“I think that if not the space of the room then definitely the location, being out in the country is important to the song”, says Justin Morris, the lead singer, songwriter and guitarist from Sluice. He is on the road with US band Fust, calling from a service station between shows in London and Bristol. It is fitting to talk about upcoming single “Beadie” whilst Morris is away from home. The song evokes a sense of stillness against the movement of life, a feeling of time moving forward whilst you stand still and try to take stock of what has, and continues, to happen.
Between these two locations, the roadside pitstop and the electrician hut referenced in the call with BEST FIT, exists “Beadie”, the new single from Sluice: now consisting of Morris, Oliver Child-Lanning (bass), Avery Sullivan (drums), and Libby Rodenbough (fiddle). “Hillsborough is just an hour from the town I grew up in and it feels very similar to where I grew up, but also settling into adulthood and fitting into the locale, a fresh community feels like it's in the lyrics there somewhere.” The song plays as an ode to love, friendship, and to the romantic indulgence of sparing a moment to take in the world. However its origins aren’t entirely clear to Morris, “that’s a good question,” he jokes.
“I remember starting to write the song in our rental house in Hillsborough. I lived with Oliver and his wife who were renting out a farmhouse. It had a couple of little outbuildings, one of which was an electricians workshop and we turned it into a practice space. It was there that I first remember running through that ‘splinter’ line and coming up with the melody.” The minutia of a detail such as a splinter is contrasted by the scale of the sound achieved toward the end of the song: “How do you keep a fire in winter / I’ll keep trying pulling the splinter” is wistfully sung over the top of churning guitars and throbbing drums.

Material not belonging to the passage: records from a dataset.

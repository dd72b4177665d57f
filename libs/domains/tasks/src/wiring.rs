use core_cache::CacheManager;
use domain_projects::{PROJECTS_REGION, ProjectRepository, ProjectService};
use std::sync::Arc;

use crate::cache::{TASKS_REGION, TaskCache};
use crate::cascade::TaskCascade;
use crate::repository::TaskRepository;
use crate::service::TaskService;

/// Both services sharing one set of cache regions
pub struct Services<P: ProjectRepository, R: TaskRepository> {
    pub projects: ProjectService<P>,
    pub tasks: TaskService<P, R>,
}

/// Build the project and task services with the task cascade registered on
/// the project service.
pub fn build_services<P, R>(
    project_repository: Arc<P>,
    task_repository: Arc<R>,
    caches: &CacheManager,
) -> Services<P, R>
where
    P: ProjectRepository,
    R: TaskRepository + 'static,
{
    let task_cache: TaskCache = caches.region(TASKS_REGION);
    let cascade = TaskCascade::new(Arc::clone(&task_repository), Arc::clone(&task_cache));

    let projects = ProjectService::new(
        project_repository,
        caches.region(PROJECTS_REGION),
        Arc::new(cascade),
    );
    let tasks = TaskService::new(task_repository, projects.clone(), task_cache);

    Services { projects, tasks }
}
pub mod config;
pub mod metrics;
pub mod notify;
pub mod queue;
pub mod testing;
pub mod ticket;

pub use config::{
    load_config, load_config_from_str, validate_config, Config, ConfigError, SanitizedConfig,
    StoreBackend,
};
pub use notify::{Notification, NotificationHandle, NotificationLevel, Notifier, TracingNotifier};
pub use queue::{QueueController, QueueError, StatusCounts, StatusFilter};
pub use ticket::{
    AssignReceipt, CreateTicketRequest, HttpTicketStore, Priority, ResolveReceipt,
    SimulatedStore, SqliteTicketStore, Ticket, TicketError, TicketStatus, TicketStore,
};
//! Metrics middleware for API routes.

use axum::{body::Body, http::Request, middleware::Next, response::Response};
use std::time::Instant;

use crate::metrics::{
    normalize_path, HTTP_REQUESTS_IN_FLIGHT, HTTP_REQUESTS_TOTAL, HTTP_REQUEST_DURATION,
};

/// Metrics middleware that tracks HTTP request duration and counts.
///
/// This middleware records:
/// - Request duration (histogram)
/// - Request count (counter)
/// - Requests in flight (gauge)
pub async fn metrics_middleware(request: Request<Body>, next: Next) -> Response {
    let start = Instant::now();
    let method = request.method().to_string();
    let path = normalize_path(request.uri().path());

    HTTP_REQUESTS_IN_FLIGHT.inc();

    let response = next.run(request).await;

    HTTP_REQUESTS_IN_FLIGHT.dec();

    let duration = start.elapsed().as_secs_f64();
    let status = response.status().as_u16().to_string();

    HTTP_REQUEST_DURATION
        .with_label_values(&[&method, &path, &status])
        .observe(duration);
    HTTP_REQUESTS_TOTAL
        .with_label_values(&[&method, &path, &status])
        .inc();

    response
}
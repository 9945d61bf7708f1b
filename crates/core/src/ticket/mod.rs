//! Tickets, their lifecycle, and the stores that hold them.

mod http_store;
mod simulated;
mod sqlite_store;
mod store;
mod types;
mod validate;

pub use http_store::HttpTicketStore;
pub use simulated::{SimulatedStore, SIMULATED_ASSIGN_FAILURE};
pub use sqlite_store::{demo_tickets, SqliteTicketStore};
pub use store::{TicketError, TicketStore};
pub use types::{
    AssignReceipt, CreateTicketRequest, Priority, ResolveReceipt, Ticket, TicketStatus,
};
pub use validate::{
    validate_create_request, ValidationErrors, DESCRIPTION_MAX, DESCRIPTION_MIN, TITLE_MAX,
    TITLE_MIN,
};
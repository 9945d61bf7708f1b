use std::net::SocketAddr;
use std::path::PathBuf;
use std::sync::Arc;

use anyhow::{Context, Result};
use sha2::{Digest, Sha256};
use tokio::signal;
use tracing::{error, info, warn};
use tracing_subscriber::{layer::SubscriberExt, util::SubscriberInitExt};

use supportq_core::{
    load_config, validate_config, Config, HttpTicketStore, QueueController, SimulatedStore,
    SqliteTicketStore, StoreBackend, TicketStore,
};
use supportq_server::api::{create_router, WsBroadcaster};
use supportq_server::state::AppState;

#[tokio::main]
async fn main() {
    if let Err(e) = run().await {
        error!("Fatal error: {:#}", e);
        std::process::exit(1);
    }
}

async fn run() -> Result<()> {
    // Initialize logging
    tracing_subscriber::registry()
        .with(
            tracing_subscriber::EnvFilter::try_from_default_env()
                .unwrap_or_else(|_| "info,tower_http=debug".into()),
        )
        .with(tracing_subscriber::fmt::layer())
        .init();

    // Determine config path
    let config_path = std::env::var("SUPPORTQ_CONFIG")
        .map(PathBuf::from)
        .unwrap_or_else(|_| PathBuf::from("config.toml"));

    // Load configuration
    info!("Loading configuration from {:?}", config_path);
    let config = load_config(&config_path)
        .with_context(|| format!("Failed to load config from {:?}", config_path))?;

    // Validate configuration
    validate_config(&config).context("Configuration validation failed")?;

    let config_json = serde_json::to_string(&config).unwrap_or_default();
    let config_hash = format!("{:x}", Sha256::digest(config_json.as_bytes()));
    info!(
        config_hash = &config_hash[..16],
        "Configuration loaded successfully"
    );
    info!("Database path: {:?}", config.database.path);
    info!("Store backend: {:?}", config.store.backend);

    let ticket_store = create_local_store(&config)?;
    let queue_store = create_queue_store(&config, Arc::clone(&ticket_store))?;

    // Create WebSocket broadcaster for queue notifications
    let ws_broadcaster = WsBroadcaster::default();
    info!("WebSocket broadcaster initialized");

    let queue = Arc::new(QueueController::new(
        queue_store,
        Arc::new(ws_broadcaster.clone()),
        config.agent.id.clone(),
    ));
    info!("Queue controller ready for agent {}", queue.agent_id());

    // Initial load; a failure is reported and the queue starts empty.
    if let Err(e) = queue.refresh().await {
        warn!("Initial queue load failed: {}", e);
    }

    // Create app state
    let state = Arc::new(AppState::new(
        config.clone(),
        ticket_store,
        queue,
        ws_broadcaster,
    ));

    // Create router
    let app = create_router(state);

    // Start server
    let addr = SocketAddr::new(config.server.host, config.server.port);
    info!("Starting server on {}", addr);

    let listener = tokio::net::TcpListener::bind(addr)
        .await
        .with_context(|| format!("Failed to bind to {}", addr))?;

    // Run server with graceful shutdown
    axum::serve(listener, app)
        .with_graceful_shutdown(shutdown_signal())
        .await
        .context("Server error")?;

    info!("Server shut down");
    Ok(())
}

/// The SQLite store served by the `/tickets` API, with optional simulation.
fn create_local_store(config: &Config) -> Result<Arc<dyn TicketStore>> {
    let sqlite = SqliteTicketStore::new(&config.database.path)
        .context("Failed to create ticket store")?;
    info!("Ticket store initialized");

    if config.store.seed_demo {
        let seeded = sqlite
            .seed_demo_tickets()
            .context("Failed to seed demo tickets")?;
        if seeded > 0 {
            info!("Seeded {} demo tickets", seeded);
        }
    }

    let store: Arc<dyn TicketStore> = match &config.store.simulation {
        Some(simulation) => {
            info!(
                "Simulating store latency {}-{}ms, assign failure rate {}",
                simulation.min_delay_ms, simulation.max_delay_ms, simulation.failure_rate
            );
            Arc::new(SimulatedStore::new(sqlite, simulation.clone()))
        }
        None => Arc::new(sqlite),
    };
    Ok(store)
}

/// The store the agent queue talks to.
fn create_queue_store(
    config: &Config,
    local: Arc<dyn TicketStore>,
) -> Result<Arc<dyn TicketStore>> {
    match config.store.backend {
        StoreBackend::Local => Ok(local),
        StoreBackend::Remote => {
            let remote = config
                .store
                .remote
                .as_ref()
                .context("Remote backend selected but no [store.remote] config provided")?;
            info!(
                timeout_secs = remote.timeout_secs,
                "Queue uses a remote ticket service"
            );
            let store = HttpTicketStore::new(remote).context("Failed to create HTTP store")?;
            Ok(Arc::new(store))
        }
    }
}

/// Wait for shutdown signal (Ctrl+C or SIGTERM)
async fn shutdown_signal() {
    let ctrl_c = async {
        if let Err(e) = signal::ctrl_c().await {
            error!("Failed to install Ctrl+C handler: {}", e);
            std::future::pending::<()>().await;
        }
    };

    #[cfg(unix)]
    let terminate = async {
        match signal::unix::signal(signal::unix::SignalKind::terminate()) {
            Ok(mut sigterm) => {
                sigterm.recv().await;
            }
            Err(e) => {
                error!("Failed to install SIGTERM handler: {}", e);
                std::future::pending::<()>().await;
            }
        }
    };

    #[cfg(not(unix))]
    let terminate = std::future::pending::<()>();

    tokio::select! {
        _ = ctrl_c => {},
        _ = terminate => {},
    }
}
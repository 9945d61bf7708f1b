//! Core ticket data types.

use std::fmt;
use std::str::FromStr;

use chrono::{DateTime, Utc};
use serde::{Deserialize, Serialize};

// ============================================================================
// Priority
// ============================================================================

/// Priority class of a ticket. VIP tickets are always served before Regular.
#[derive(Debug, Clone, Copy, Serialize, Deserialize, PartialEq, Eq, Hash)]
pub enum Priority {
    #[serde(rename = "VIP")]
    Vip,
    Regular,
}

impl Priority {
    /// Queue rank of the class (lower is served first).
    pub fn rank(&self) -> u8 {
        match self {
            Priority::Vip => 0,
            Priority::Regular => 1,
        }
    }

    pub fn as_str(&self) -> &'static str {
        match self {
            Priority::Vip => "VIP",
            Priority::Regular => "Regular",
        }
    }
}

impl fmt::Display for Priority {
    fn fmt(&self, f: &mut fmt::Formatter<'_>) -> fmt::Result {
        f.write_str(self.as_str())
    }
}

impl FromStr for Priority {
    type Err = String;

    fn from_str(s: &str) -> Result<Self, Self::Err> {
        match s.to_ascii_lowercase().as_str() {
            "vip" => Ok(Priority::Vip),
            "regular" => Ok(Priority::Regular),
            other => Err(format!("unknown priority: {}", other)),
        }
    }
}

// ============================================================================
// Status
// ============================================================================

/// Lifecycle status of a ticket.
///
/// The only legal path is `Open -> Assigned -> Resolved`; `Resolved` is terminal.
#[derive(Debug, Clone, Copy, Serialize, Deserialize, PartialEq, Eq, Hash)]
pub enum TicketStatus {
    Open,
    Assigned,
    Resolved,
}

impl TicketStatus {
    pub const ALL: [TicketStatus; 3] = [
        TicketStatus::Open,
        TicketStatus::Assigned,
        TicketStatus::Resolved,
    ];

    /// Returns true if no further transitions are possible.
    pub fn is_terminal(&self) -> bool {
        matches!(self, TicketStatus::Resolved)
    }

    /// Returns true if the ticket may be picked for assignment.
    pub fn is_eligible(&self) -> bool {
        matches!(self, TicketStatus::Open)
    }

    /// Returns true if `next` is the single legal successor of this status.
    pub fn can_transition_to(&self, next: TicketStatus) -> bool {
        if self.is_terminal() {
            return false;
        }
        matches!(
            (self, next),
            (TicketStatus::Open, TicketStatus::Assigned)
                | (TicketStatus::Assigned, TicketStatus::Resolved)
        )
    }

    pub fn as_str(&self) -> &'static str {
        match self {
            TicketStatus::Open => "Open",
            TicketStatus::Assigned => "Assigned",
            TicketStatus::Resolved => "Resolved",
        }
    }
}

impl fmt::Display for TicketStatus {
    fn fmt(&self, f: &mut fmt::Formatter<'_>) -> fmt::Result {
        f.write_str(self.as_str())
    }
}

impl FromStr for TicketStatus {
    type Err = String;

    fn from_str(s: &str) -> Result<Self, Self::Err> {
        match s.to_ascii_lowercase().as_str() {
            "open" => Ok(TicketStatus::Open),
            "assigned" => Ok(TicketStatus::Assigned),
            "resolved" => Ok(TicketStatus::Resolved),
            other => Err(format!("unknown ticket status: {}", other)),
        }
    }
}

// ============================================================================
// Ticket
// ============================================================================

/// A support ticket.
///
/// `id`, `title`, `description`, `priority` and `created_at` never change after
/// creation. `assignee` is `Some` exactly when the status is Assigned or Resolved.
#[derive(Debug, Clone, Serialize, Deserialize, PartialEq)]
#[serde(rename_all = "camelCase")]
pub struct Ticket {
    /// Unique identifier assigned by the store.
    pub id: String,

    pub title: String,

    pub description: String,

    pub priority: Priority,

    pub status: TicketStatus,

    /// Store-assigned creation time; the FIFO key within a priority class.
    pub created_at: DateTime<Utc>,

    /// Agent holding the ticket. Set once on assignment, never cleared.
    pub assignee: Option<String>,
}

impl Ticket {
    /// Build a freshly created ticket (Open, unassigned).
    pub fn open(
        id: impl Into<String>,
        request: CreateTicketRequest,
        created_at: DateTime<Utc>,
    ) -> Self {
        Self {
            id: id.into(),
            title: request.title,
            description: request.description,
            priority: request.priority,
            status: TicketStatus::Open,
            created_at,
            assignee: None,
        }
    }

    /// Returns true if the assignee/status invariant holds.
    pub fn is_consistent(&self) -> bool {
        match self.status {
            TicketStatus::Open => self.assignee.is_none(),
            TicketStatus::Assigned | TicketStatus::Resolved => self.assignee.is_some(),
        }
    }
}

/// Request to create a new ticket.
#[derive(Debug, Clone, Serialize, Deserialize, PartialEq)]
pub struct CreateTicketRequest {
    pub title: String,
    pub description: String,
    pub priority: Priority,
}

impl CreateTicketRequest {
    pub fn new(
        title: impl Into<String>,
        description: impl Into<String>,
        priority: Priority,
    ) -> Self {
        Self {
            title: title.into(),
            description: description.into(),
            priority,
        }
    }

    /// The request as it should be stored: title and description trimmed.
    pub fn trimmed(self) -> Self {
        Self {
            title: self.title.trim().to_string(),
            description: self.description.trim().to_string(),
            priority: self.priority,
        }
    }
}

/// Store acknowledgement of an assignment.
#[derive(Debug, Clone, Serialize, Deserialize, PartialEq)]
pub struct AssignReceipt {
    pub id: String,
    pub status: TicketStatus,
    pub assignee: String,
}

/// Store acknowledgement of a resolution.
#[derive(Debug, Clone, Serialize, Deserialize, PartialEq)]
pub struct ResolveReceipt {
    pub id: String,
    pub status: TicketStatus,
}
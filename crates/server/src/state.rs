use std::sync::Arc;
use supportq_core::{Config, QueueController, SanitizedConfig, TicketStore};

use crate::api::WsBroadcaster;

/// Shared application state
pub struct AppState {
    config: Config,
    /// Store served by the `/tickets` API.
    ticket_store: Arc<dyn TicketStore>,
    /// Agent queue, backed by the local store or a remote ticket service.
    queue: Arc<QueueController>,
    ws_broadcaster: WsBroadcaster,
}

impl AppState {
    pub fn new(
        config: Config,
        ticket_store: Arc<dyn TicketStore>,
        queue: Arc<QueueController>,
        ws_broadcaster: WsBroadcaster,
    ) -> Self {
        Self {
            config,
            ticket_store,
            queue,
            ws_broadcaster,
        }
    }

    pub fn sanitized_config(&self) -> SanitizedConfig {
        SanitizedConfig::from(&self.config)
    }

    pub fn ticket_store(&self) -> &dyn TicketStore {
        self.ticket_store.as_ref()
    }

    pub fn queue(&self) -> &QueueController {
        &self.queue
    }

    pub fn ws_broadcaster(&self) -> &WsBroadcaster {
        &self.ws_broadcaster
    }
}
//! Store decorator that injects latency and transient assignment failures.

use std::time::Duration;

use async_trait::async_trait;
use rand::Rng;

use super::{AssignReceipt, CreateTicketRequest, ResolveReceipt, Ticket, TicketError, TicketStore};
use crate::config::SimulationConfig;

/// Message returned for a simulated assignment failure.
pub const SIMULATED_ASSIGN_FAILURE: &str = "Assignment failed. Please try again.";

/// Wraps another store, delaying every call by a random amount and failing a
/// share of assign calls regardless of the ticket's state.
pub struct SimulatedStore<S> {
    inner: S,
    config: SimulationConfig,
}

impl<S: TicketStore> SimulatedStore<S> {
    pub fn new(inner: S, config: SimulationConfig) -> Self {
        Self { inner, config }
    }

    /// Access the wrapped store.
    pub fn inner(&self) -> &S {
        &self.inner
    }

    async fn delay(&self) {
        let millis = {
            let (min, max) = (self.config.min_delay_ms, self.config.max_delay_ms);
            if max == 0 {
                0
            } else {
                rand::thread_rng().gen_range(min.min(max)..=max)
            }
        };
        if millis > 0 {
            tokio::time::sleep(Duration::from_millis(millis)).await;
        }
    }

    fn should_fail(&self) -> bool {
        let rate = self.config.failure_rate.clamp(0.0, 1.0);
        rate > 0.0 && rand::thread_rng().gen_bool(rate)
    }
}

#[async_trait]
impl<S: TicketStore> TicketStore for SimulatedStore<S> {
    fn name(&self) -> &str {
        self.inner.name()
    }

    async fn list_tickets(&self) -> Result<Vec<Ticket>, TicketError> {
        self.delay().await;
        self.inner.list_tickets().await
    }

    async fn create_ticket(&self, request: CreateTicketRequest) -> Result<Ticket, TicketError> {
        self.delay().await;
        self.inner.create_ticket(request).await
    }

    async fn assign_ticket(
        &self,
        ticket_id: &str,
        assignee: &str,
    ) -> Result<AssignReceipt, TicketError> {
        self.delay().await;
        if self.should_fail() {
            tracing::debug!(ticket_id, "Simulating transient assignment failure");
            return Err(TicketError::Transient(SIMULATED_ASSIGN_FAILURE.to_string()));
        }
        self.inner.assign_ticket(ticket_id, assignee).await
    }

    async fn resolve_ticket(&self, ticket_id: &str) -> Result<ResolveReceipt, TicketError> {
        self.delay().await;
        self.inner.resolve_ticket(ticket_id).await
    }
}

#[cfg(test)]
mod tests {
    use super::*;
    use crate::ticket::{Priority, SqliteTicketStore, TicketStatus};

    fn simulated(failure_rate: f64) -> SimulatedStore<SqliteTicketStore> {
        SimulatedStore::new(
            SqliteTicketStore::in_memory().unwrap(),
            SimulationConfig {
                failure_rate,
                min_delay_ms: 0,
                max_delay_ms: 0,
            },
        )
    }

    async fn open_ticket(store: &SimulatedStore<SqliteTicketStore>) -> Ticket {
        store
            .create_ticket(CreateTicketRequest::new(
                "Broken keyboard",
                "Several keys stopped working after coffee spill",
                Priority::Regular,
            ))
            .await
            .unwrap()
    }

    #[tokio::test]
    async fn test_always_failing_assign() {
        let store = simulated(1.0);
        let ticket = open_ticket(&store).await;

        for _ in 0..5 {
            let err = store.assign_ticket(&ticket.id, "agent-1").await.unwrap_err();
            assert_eq!(err, TicketError::Transient(SIMULATED_ASSIGN_FAILURE.to_string()));
        }

        let stored = store.inner().get(&ticket.id).unwrap().unwrap();
        assert_eq!(stored.status, TicketStatus::Open);
    }

    #[tokio::test]
    async fn test_failure_applies_to_unknown_ticket_too() {
        let store = simulated(1.0);
        let err = store.assign_ticket("missing", "agent-1").await.unwrap_err();
        assert!(matches!(err, TicketError::Transient(_)));
    }

    #[tokio::test]
    async fn test_never_failing_assign() {
        let store = simulated(0.0);
        let ticket = open_ticket(&store).await;
        let receipt = store.assign_ticket(&ticket.id, "agent-1").await.unwrap();
        assert_eq!(receipt.status, TicketStatus::Assigned);
    }

    #[tokio::test]
    async fn test_resolve_is_never_simulated_to_fail() {
        let store = simulated(1.0);
        let ticket = open_ticket(&store).await;
        store.inner().assign_ticket(&ticket.id, "agent-1").await.unwrap();

        let receipt = store.resolve_ticket(&ticket.id).await.unwrap();
        assert_eq!(receipt.status, TicketStatus::Resolved);
    }

    #[tokio::test(start_paused = true)]
    async fn test_latency_is_applied() {
        let store = SimulatedStore::new(
            SqliteTicketStore::in_memory().unwrap(),
            SimulationConfig {
                failure_rate: 0.0,
                min_delay_ms: 300,
                max_delay_ms: 800,
            },
        );

        let start = tokio::time::Instant::now();
        store.list_tickets().await.unwrap();
        let elapsed = start.elapsed();
        assert!(elapsed >= Duration::from_millis(300));
        assert!(elapsed <= Duration::from_millis(800));
    }
}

According to Morris, poppier influences have crept into this record, a huge influence is his love of Bruce Springsteen. “Around the time I wrote ‘Beadie’ was the time of my 30th birthday party, where my friends and I did Bruce Springsteen covers, so learning all those songs got me in that mindset,” says Morris. As well as "the Boss", UK band Caroline played a key role in Sluice discovering the sonics of the record. “We were playing a lot of them in the studio, they’re a really inspiring band with how they do the avant-garde thing whilst still being really, really listenable.”
Whilst the song is not a major departure from Morris and Child-Lanning's previous album Radial Gate, it is a development, a step forward to a more rounded sound. The singer-songwriter influences of Bill Calahan, Alan Jackson and Kenny Chesney are still there but now layered in amongst fuller instrumentals. The final minutes of “New Leicester”, the closing track on Radial Gate, sounds as if they’ve leaked into the beginning of this next one.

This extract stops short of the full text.